Le document de travail de la Commission européenne cité supra complète les critères techniques requis par des aspects tels que le périmètre d'application et la réglementation relative au traitement des opérations intragroupe.

S’il est évident qu’un cadre plus solide pour la gestion de risque de liquidité est nécessaire, il est également important de garder le principe de proportionnalité à l’esprit. « Afin de se conformer aux nouvelles règles, il pourrait être bénéfique d’adopter une approche progressive, conclut Thierry López. Tout d’abord, une institution doit s’assurer qu’elle est conforme aux règles actuelles de la CSSF et de la BCL. Ensuite, il faudrait évaluer sa conformité aux lignes directrices du CEBS. Et enfin, dans un esprit d’anticipation, il est important de se ternir informé du contenu de la proposition de la Commission européenne, et de suivre son évolution ». 
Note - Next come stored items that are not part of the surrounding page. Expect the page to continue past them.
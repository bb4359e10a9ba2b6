use reader::{
    tables::{Row, TableTag},
    ClassFile, DecodingError,
};

use crate::Opts;

/// Print the structure of `class` on the standard output.
pub fn dump(class: &ClassFile, opts: &Opts) -> Result<(), DecodingError> {
    let constants = class.constant_pool();
    let pool = class.attribute_pool();

    print!("class {}", class.class_name()?);
    if let Some(super_class) = class.super_class_name()? {
        print!(" extends {}", super_class);
    }
    let interfaces = class.interfaces_names()?;
    if !interfaces.is_empty() {
        print!(" implements {}", interfaces.join(", "));
    }
    println!();
    println!(
        "  version: {}.{}",
        class.major_version(),
        class.minor_version()
    );
    println!("  flags: {:?}", class.access_flags());
    println!(
        "  constant pool: {} slots, {} entries",
        constants.count().saturating_sub(1),
        constants.tables().row_count()
    );

    println!("fields:");
    for field in class.fields() {
        println!(
            "  {} {} {:?}",
            field.name(constants)?,
            field.descriptor(constants)?,
            field.access_flags
        );
        for attribute in &field.attributes {
            println!("    {}", attribute);
        }
    }

    println!("methods:");
    for method in class.methods() {
        println!(
            "  {}{} {:?}",
            method.name(constants)?,
            method.descriptor(constants)?,
            method.access_flags
        );
        if let Some(code) = method.code(pool)? {
            println!(
                "    code: max_stack={} max_locals={} {} bytes, {} handlers",
                code.max_stack()?,
                code.max_locals()?,
                code.code()?.len(),
                code.exception_table()?.len()
            );
        }
        for attribute in &method.attributes {
            println!("    {}", attribute);
        }
    }

    println!("attributes:");
    for attribute in class.attributes() {
        println!("  {}", attribute);
    }

    if opts.constants {
        println!("constant pool:");
        for index in constants.tables().row_indexes() {
            let row = constants.tables().row_by_index(index)?;
            println!("  {}", format_row(row));
        }
    }

    if opts.attributes {
        println!("attribute pool:");
        for table in pool.tables().iter() {
            println!("  {} ({} rows)", table.tag(), table.len());
            for row in table.rows() {
                println!("    {}", format_row(row));
            }
        }
    }
    Ok(())
}

fn format_row<T: TableTag>(row: &Row<T>) -> String {
    let cells: Vec<String> = row
        .cells()
        .iter()
        .map(|cell| format!("{}={}", cell.column().name(), cell.value()))
        .collect();
    format!("#{} {} {}", row.index(), row.table(), cells.join(" "))
}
Les présentations Powerpoint de la conférence sont disponibles sur les sites  www.prim.lu et www.pwc.com/lu/en/risk-management/index.jhtml

 

Notes à l’éditeur : 

PricewaterhouseCoopers Luxembourg (www.pwc.com/lu) emploie près de 2000 spécialistes originaires de 53 pays différents. PricewaterhouseCoopers (www.pwc.com) est un prestataire de services d’audit, de conseil fiscal et de conseil en gestion, privilégiant une approche sectorielle. PricewaterhouseCoopers établit des rapports de confiance et contribue à la création de valeur ajoutée pour ses clients et leurs partenaires. Au sein de notre réseau, plus de 163 000 personnes dans 151 pays partagent leurs réflexions, expériences et solutions afin de participer à la mise au point d’initiatives novatrices et de conseils pratiques. 

"PricewaterhouseCoopers" désigne le réseau des sociétés membres de PricewaterhouseCoopers International Limited, chacune d’elles constituant une entité juridique autonome et indépendante.



[1] Banque des Règlements Internationaux (ou BIS, Bank for International Settlements).

[2] Comité européen des contrôleurs bancaires (Committee of European Banking Supervisors).